Work instructions: Begin at the top of the listing below. Write each line out exactly, ending with the line that holds "Applies one action.".
++++ Entries shown
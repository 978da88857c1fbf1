//! Input-to-session glue shared by the windowed and terminal frontends.
//!
//! Frontends translate raw events into [`Action`]s and feed them here together
//! with the current instant. The controller owns the [`Session`] and the
//! end-of-round [`Banner`], so both frontends behave identically.

use morpion_rules::{Outcome, PlayOutcome, Position, RoundStatus, Session};
use std::time::{Duration, Instant};
use tracing::{debug, info, instrument};

/// What the player asked for.
#[derive(Debug, Clone, Copy, PartialEq, Eq)]
pub enum Action {
    /// Put the current player's mark on a square.
    Place(Position),
    /// Clear the board and pass the opening move to the other player.
    Restart,
    /// Leave the game.
    Quit,
}

/// Whether the frame loop should keep going.
#[derive(Debug, Clone, Copy, PartialEq, Eq)]
pub enum Flow {
    /// Keep running.
    Continue,
    /// Close the frontend.
    Quit,
}

/// The end-of-round message and when it expires.
#[derive(Debug, Clone, PartialEq, Eq)]
pub struct Banner {
    outcome: Outcome,
    deadline: Instant,
}

impl Banner {
    /// Returns the round outcome being announced.
    pub fn outcome(&self) -> Outcome {
        self.outcome
    }

    /// Returns when the next round begins.
    pub fn deadline(&self) -> Instant {
        self.deadline
    }

    /// Text shown to the players.
    pub fn message(&self) -> String {
        self.outcome.to_string()
    }
}

/// Drives a [`Session`] from frontend actions.
#[derive(Debug, Clone)]
pub struct Controller {
    session: Session,
    banner: Option<Banner>,
    banner_duration: Duration,
}

impl Controller {
    /// Creates a controller around a fresh session.
    #[instrument]
    pub fn new(session: Session, banner_duration: Duration) -> Self {
        Self {
            session,
            banner: None,
            banner_duration,
        }
    }

    /// Applies one action.
    #[instrument(skip(self, now))]
    pub fn handle(&mut self, action: Action, now: Instant) -> Flow {
        match action {
            Action::Quit => {
                info!("Quit requested");
                return Flow::Quit;
            }
            Action::Restart => {
                self.banner = None;
                self.session.restart();
            }
            Action::Place(_) if self.banner.is_some() => {
                debug!("Ignoring click while the round result is shown");
            }
            Action::Place(position) => match self.session.play(position) {
                Ok(PlayOutcome::Continue { next }) => {
                    debug!(%next, "Turn passed");
                }
                Ok(PlayOutcome::Finished(outcome)) => {
                    self.banner = Some(Banner {
                        outcome,
                        deadline: now + self.banner_duration,
                    });
                }
                Err(e) => {
                    debug!(error = %e, "Move rejected");
                }
            },
        }
        Flow::Continue
    }

    /// Starts the next round once the banner has been up long enough.
    ///
    /// Returns `true` when a new round was opened.
    #[instrument(skip(self, now))]
    pub fn tick(&mut self, now: Instant) -> bool {
        match &self.banner {
            Some(banner) if now >= banner.deadline => {
                self.banner = None;
                self.session.next_round()
            }
            _ => false,
        }
    }

    /// Returns the session.
    pub fn session(&self) -> &Session {
        &self.session
    }

    /// Returns the banner, if a round result is being shown.
    pub fn banner(&self) -> Option<&Banner> {
        self.banner.as_ref()
    }

    /// Score and turn line for the status bar.
    pub fn status_line(&self) -> String {
        use morpion_rules::Player;

        let score = self.session.scoreboard();
        let turn = match self.session.status() {
            RoundStatus::InProgress(player) => format!("Turn: {}", player),
            RoundStatus::Finished(_) => "Round over".to_string(),
        };
        format!(
            "{}: {}   {}: {}   {}",
            Player::O,
            score.score(Player::O),
            Player::X,
            score.score(Player::X),
            turn
        )
    }
}

#[cfg(test)]
mod tests {
    use super::*;
    use morpion_rules::{Board, Player};

    const PAUSE: Duration = Duration::from_millis(1200);

    fn winning_round(controller: &mut Controller, now: Instant) {
        use Position::*;
        for pos in [TopLeft, MiddleLeft, TopCenter, Center, TopRight] {
            controller.handle(Action::Place(pos), now);
        }
    }

    #[test]
    fn test_place_updates_board() {
        let now = Instant::now();
        let mut controller = Controller::new(Session::new(Player::O), PAUSE);
        assert_eq!(controller.handle(Action::Place(Position::Center), now), Flow::Continue);
        assert_eq!(controller.session().current_player(), Some(Player::X));
        assert!(controller.banner().is_none());
    }

    #[test]
    fn test_finish_raises_banner_and_blocks_clicks() {
        let now = Instant::now();
        let mut controller = Controller::new(Session::new(Player::O), PAUSE);
        winning_round(&mut controller, now);

        let banner = controller.banner().expect("banner after win");
        assert_eq!(banner.outcome(), Outcome::Winner(Player::O));
        assert_eq!(banner.deadline(), now + PAUSE);
        assert_eq!(banner.message(), "Player 1 (O) wins!");

        let before = controller.session().board().clone();
        controller.handle(Action::Place(Position::BottomLeft), now);
        assert_eq!(controller.session().board(), &before);
    }

    #[test]
    fn test_tick_opens_next_round_after_deadline() {
        let now = Instant::now();
        let mut controller = Controller::new(Session::new(Player::O), PAUSE);
        winning_round(&mut controller, now);

        assert!(!controller.tick(now + Duration::from_millis(500)));
        assert!(controller.banner().is_some());

        assert!(controller.tick(now + PAUSE));
        assert!(controller.banner().is_none());
        assert_eq!(controller.session().board(), &Board::new());
        assert_eq!(controller.session().starting_player(), Player::X);
        assert_eq!(controller.session().scoreboard().score(Player::O), 1);
    }

    #[test]
    fn test_restart_during_banner_skips_it() {
        let now = Instant::now();
        let mut controller = Controller::new(Session::new(Player::O), PAUSE);
        winning_round(&mut controller, now);

        controller.handle(Action::Restart, now);
        assert!(controller.banner().is_none());
        assert_eq!(controller.session().starting_player(), Player::X);
        assert!(!controller.tick(now + PAUSE));
    }

    #[test]
    fn test_quit() {
        let mut controller = Controller::new(Session::default(), PAUSE);
        assert_eq!(controller.handle(Action::Quit, Instant::now()), Flow::Quit);
    }

    #[test]
    fn test_status_line() {
        let controller = Controller::new(Session::new(Player::X), PAUSE);
        assert_eq!(
            controller.status_line(),
            "Player 1 (O): 0   Player 2 (X): 0   Turn: Player 2 (X)"
        );
    }
}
++++++++
Output:
repository 978da88857c1fbf1
//! Input-to-session glue shared by the windowed and terminal frontends.
//!
//! Frontends translate raw events into [`Action`]s and feed them here together
//! with the current instant. The controller owns the [`Session`] and the
//! end-of-round [`Banner`], so both frontends behave identically.

use morpion_rules::{Outcome, PlayOutcome, Position, RoundStatus, Session};
use std::time::{Duration, Instant};
use tracing::{debug, info, instrument};

/// What the player asked for.
#[derive(Debug, Clone, Copy, PartialEq, Eq)]
pub enum Action {
    /// Put the current player's mark on a square.
    Place(Position),
    /// Clear the board and pass the opening move to the other player.
    Restart,
    /// Leave the game.
    Quit,
}

/// Whether the frame loop should keep going.
#[derive(Debug, Clone, Copy, PartialEq, Eq)]
pub enum Flow {
    /// Keep running.
    Continue,
    /// Close the frontend.
    Quit,
}

/// The end-of-round message and when it expires.
#[derive(Debug, Clone, PartialEq, Eq)]
pub struct Banner {
    outcome: Outcome,
    deadline: Instant,
}

impl Banner {
    /// Returns the round outcome being announced.
    pub fn outcome(&self) -> Outcome {
        self.outcome
    }

    /// Returns when the next round begins.
    pub fn deadline(&self) -> Instant {
        self.deadline
    }

    /// Text shown to the players.
    pub fn message(&self) -> String {
        self.outcome.to_string()
    }
}

/// Drives a [`Session`] from frontend actions.
#[derive(Debug, Clone)]
pub struct Controller {
    session: Session,
    banner: Option<Banner>,
    banner_duration: Duration,
}

impl Controller {
    /// Creates a controller around a fresh session.
    #[instrument]
    pub fn new(session: Session, banner_duration: Duration) -> Self {
        Self {
            session,
            banner: None,
            banner_duration,
        }
    }

    /// Applies one action.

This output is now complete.